Originally a therapist working with victims of domestic violence and sexual assault, Cox didn’t think she wanted to become a doula until she witnessed a child being born. She has now been present for 70 births.

Through her work, Cox has met a range of people—women unable to lactate, grandparents raising grandchildren, gay couples, and breast cancer survivors like herself—in need of breast milk. She was inspired by dating apps like Bumble to found Share the Drop, a nationwide web app matching breast milk donors with parents in need.

“I love that she is pushing out these stories about, ‘Hey, do you know what your neighbors are actually doing?’” says Kelly Cox, one of the badass women featured in the book, of Palm’s project. Photo: Sarah Cramer Shields.

Because sharing milk is by necessity hyperlocal, whereby users match with volunteer donors in their own zip code, Cox sees Share the Drop as a community-building exercise. She considers Palm’s book another way to bring the people of Charlottesville together.

“I love what Rachael’s doing about telling stories about people in our community,” Cox says. “I’m just a huge believer in community. I’m not from here, I don’t have any family here, but my community is so big because I’ve just shared my life with everyone. So, I love that she is pushing out these stories about, ‘Hey, do you know what your neighbors are actually doing?’”

As Palm wrote on her Substack, Radically Honest, writing this book meant “that these stories—and these women—will live forever. There is a permanence now that perhaps didn’t exist before.”
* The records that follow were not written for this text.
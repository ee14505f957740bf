pub mod backup;
pub mod dashboard;
pub mod matchup;
pub mod notifier;
pub mod pipeline;
pub mod publisher;
pub mod schedule;
pub mod scraper;
pub mod sheets;
pub mod stats;
pub mod validator;

pub use notifier::{Notifier, SmtpNotifier};
pub use pipeline::{FailurePolicy, NflStages, Orchestrator, Stage, StageRunner};
pub use publisher::Publisher;
pub use sheets::{GoogleSheetsClient, SheetsClient};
Palm, a former journalist who now works full-time in marketing, scheduled hours of interviews and writing around her own consulting business. She ultimately decided to spend $10,000 of her own funds to self-publish and get her stories out into the community.
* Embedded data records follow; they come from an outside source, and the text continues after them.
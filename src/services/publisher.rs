use std::path::PathBuf;

use crate::config::{PipelineConfig, SheetTarget};
use crate::error::{RemoteError, Result};
use crate::models::{RemoteOutcome, RunLogEntry, Table};
use crate::services::backup::{BackupKind, BackupManager};
use crate::services::notifier::Notifier;
use crate::services::sheets::SheetsClient;
use crate::storage::{read_table, write_table};

/// Writes the local outputs and mirrors them to the remote collaborators.
/// The local files are authoritative; remote failures come back as
/// `RemoteOutcome` and never as errors.
pub struct Publisher {
    config: PipelineConfig,
    sheets: Option<Box<dyn SheetsClient>>,
    notifier: Option<Box<dyn Notifier>>,
}

impl Publisher {
    pub fn new(
        config: PipelineConfig,
        sheets: Option<Box<dyn SheetsClient>>,
        notifier: Option<Box<dyn Notifier>>,
    ) -> Self {
        Self { config, sheets, notifier }
    }

    /// Write the dated and canonical output files.
    pub fn write_outputs(&self, table: &Table, date: &str) -> Result<(PathBuf, PathBuf)> {
        let dated = self.config.dated_output(date);
        let canonical = self.config.canonical_output();
        write_table(&dated, table)?;
        write_table(&canonical, table)?;
        tracing::info!("Files saved: '{}' and '{}'", dated.display(), canonical.display());
        Ok((dated, canonical))
    }

    /// Replace the output worksheet with the canonical file's contents.
    pub async fn mirror_to_sheet(&self) -> RemoteOutcome {
        let Some(target) = self.config.output_sheet.as_ref() else {
            return skipped("SPREADSHEET_ID not set");
        };
        let Some(sheets) = self.sheets.as_deref() else {
            return skipped("no Sheets client");
        };

        let table = match read_table(&self.config.canonical_output()) {
            Ok(table) => table,
            Err(e) => {
                tracing::error!("Failed to upload data to Google Sheets: {}", e);
                return RemoteOutcome::Failed(e.to_string());
            }
        };
        tracing::info!(
            "Loaded data from {} with {} rows.",
            self.config.canonical_output().display(),
            table.rows.len()
        );

        match replace_worksheet(sheets, target, &sheet_rows(&table)).await {
            Ok(()) => {
                tracing::info!("Data successfully written to Google Sheets sheet '{}'.", target.worksheet);
                RemoteOutcome::Mirrored
            }
            Err(e) => {
                tracing::error!("Failed to upload data to Google Sheets: {}", e);
                RemoteOutcome::Failed(e.to_string())
            }
        }
    }

    /// Copy this run's inputs, outputs and log into the dated backup folders,
    /// then apply the retention window. Returns how many files were copied.
    pub fn backup_files(&self, date: &str) -> usize {
        let manager = BackupManager::new(self.config.backup_dir());
        let plan = [
            (self.config.stats_dir(), BackupKind::RawData),
            (self.config.schedule_file(), BackupKind::RawData),
            (self.config.canonical_output(), BackupKind::ProcessedData),
            (self.config.dated_output(date), BackupKind::FinalOutput),
            (self.config.log_file(), BackupKind::Logs),
        ];

        let copied: usize = plan
            .iter()
            .map(|(source, kind)| manager.backup(source, *kind, date).len())
            .sum();
        manager.clean_old_backups(self.config.retention_days);
        copied
    }

    /// Append one row to the remote run log.
    pub async fn record_run(&self, entry: &RunLogEntry) -> RemoteOutcome {
        let Some(target) = self.config.log_sheet.as_ref() else {
            return skipped("SPREADSHEET_ID_LOG not set");
        };
        let Some(sheets) = self.sheets.as_deref() else {
            return skipped("no Sheets client");
        };

        let result = async {
            sheets.open_worksheet(&target.spreadsheet_id, &target.worksheet).await?;
            sheets
                .append_row(&target.spreadsheet_id, &target.worksheet, &entry.to_row())
                .await
        }
        .await;

        match result {
            Ok(()) => {
                tracing::info!("Run logged: {} {}", entry.pipeline_name, entry.status);
                RemoteOutcome::Mirrored
            }
            Err(e) => {
                tracing::error!("Failed to append run log row: {}", e);
                RemoteOutcome::Failed(e.to_string())
            }
        }
    }

    pub async fn notify(&self, subject: &str, body: &str) -> RemoteOutcome {
        let Some(notifier) = self.notifier.as_deref() else {
            return skipped("email not configured");
        };
        match notifier.send(subject, body).await {
            Ok(()) => RemoteOutcome::Mirrored,
            Err(e) => {
                tracing::error!("Failed to send email '{}': {}", subject, e);
                RemoteOutcome::Failed(e.to_string())
            }
        }
    }
}

fn skipped(reason: &str) -> RemoteOutcome {
    tracing::warn!("{}, skipping", reason);
    RemoteOutcome::Skipped(reason.to_string())
}

async fn replace_worksheet(
    sheets: &dyn SheetsClient,
    target: &SheetTarget,
    rows: &[Vec<String>],
) -> std::result::Result<(), RemoteError> {
    sheets.open_worksheet(&target.spreadsheet_id, &target.worksheet).await?;
    sheets.clear(&target.spreadsheet_id, &target.worksheet).await?;
    sheets.write_rows(&target.spreadsheet_id, &target.worksheet, rows).await
}

/// Header plus rows, with missing cells sent as `0`.
pub fn sheet_rows(table: &Table) -> Vec<Vec<String>> {
    let mut rows = Vec::with_capacity(table.rows.len() + 1);
    rows.push(table.columns.clone());
    for row in &table.rows {
        rows.push(
            row.iter()
                .map(|cell| cell.clone().unwrap_or_else(|| "0".to_string()))
                .collect(),
        );
    }
    rows
}
use crate::models::StatBundle;
use crate::services::scraper::PageScraper;
use crate::services::validator::run_validations;
use crate::utils::sheet_name_from_url;

/// Scrape every stat page into one bundle, in URL order. Pages that fail to
/// load or fail validation against their own header are logged and left out.
pub async fn build_stat_bundle(scraper: &PageScraper, urls: &[String]) -> StatBundle {
    let mut bundle = StatBundle::new();

    for url in urls {
        let Some(table) = scraper.scrape(url).await else {
            continue;
        };

        let name = sheet_name_from_url(url);
        let headers: Vec<&str> = table.columns.iter().map(String::as_str).collect();
        if !run_validations(&table, &name, Some(&headers)) {
            tracing::error!("Validation failed for {}", name);
            continue;
        }

        tracing::info!("Scraped {} ({} rows)", name, table.rows.len());
        bundle.insert(name, table);
    }

    tracing::info!("Stat bundle built: {} of {} pages", bundle.len(), urls.len());
    bundle
}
“When you’re writing, sometimes you just feel like you’re putting it out in the ether, and is anyone reading it? Is anyone resonating with it?” Palm says. “But it’s something that I do because I feel like I can’t not do it.”

While writing is often a solitary pursuit, Palm says she wasn’t really alone, thanks to  “unconditional support” from her editor Jenny DeBell; from Shields, who in addition to serving as the book’s photographer also photographed Palm’s wedding last November; and, at home, from her mother, her daughter, and her wife.

“I felt like my whole village has just been incredibly vocal in their support and just backing me up and asking ‘what can I do,’” Palm says.

She also received encouragement from her interview subjects, some of whom are now close friends.

“It’s enriched my life incredibly. It’s been an opportunity for personal growth for me,” Palm says. “I learned so much about these women. I think these women have so much to teach us, and their stories just represent all the best things that women can do and have to offer. It’s felt really special to be trusted by these women and to get to know them more.”

She continues, “I think it was really cathartic for a number of them. A couple of them came back to me and said, ‘You know, that’s the first time I’ve ever really told this, start to finish.’ It’s a healing process for them. In a lot of ways, it was therapeutic for them. It was therapeutic for me.”

A portion of the net proceeds from sales of Badass Women of Charlottesville will be donated to The Woman’s Initiative, a Charlottesville-based organization providing women with access to mental health programs and counseling regardless of their financial status.

“I do want to give back to the community, like these women gave up their time,” Palm says.

Now that Badass Women of Charlottesville is on shelves, Palm is considering a sequel, which may feature some of the other women suggested through her nomination form. 

“There are many other women, many other stories that have not been told,” Palm says. “I do foresee another edition of this, if not multiple other editions.” 

Badass Women of Charlottesville is available for sale at Rock Paper Scissors and New Dominion Bookshop, as well as at rachkpalm.com.